**WHAT TO WORK ON**
Look through the listing for the word "tokio". Copy each line that has it.
● ● ● ● ● ● ●
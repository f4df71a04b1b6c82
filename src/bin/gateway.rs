use std::net::SocketAddr;

use contracts_gateway::{
    config::GatewayConfig,
    gateway::{self, GatewayState},
    init_tracing, shutdown_signal,
};
use tokio::net::TcpListener;

#[tokio::main]
async fn main() -> anyhow::Result<()> {
    init_tracing();

    let config = GatewayConfig::from_env()?;
    let app = gateway::router(GatewayState::new(&config));

    let listener = TcpListener::bind(config.server_addr()).await?;
    tracing::info!("Gateway running on http://{}", listener.local_addr()?);
    tracing::info!("UI -> {}", config.ui_target.as_str());
    tracing::info!("API -> {}", config.api_target.as_str());

    axum::serve(
        listener,
        app.into_make_service_with_connect_info::<SocketAddr>(),
    )
    .with_graceful_shutdown(shutdown_signal())
    .await?;

    Ok(())
}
● ● ● ● ● ● ●
**EXPECTED ANSWER**
use tokio::net::TcpListener;
#[tokio::main]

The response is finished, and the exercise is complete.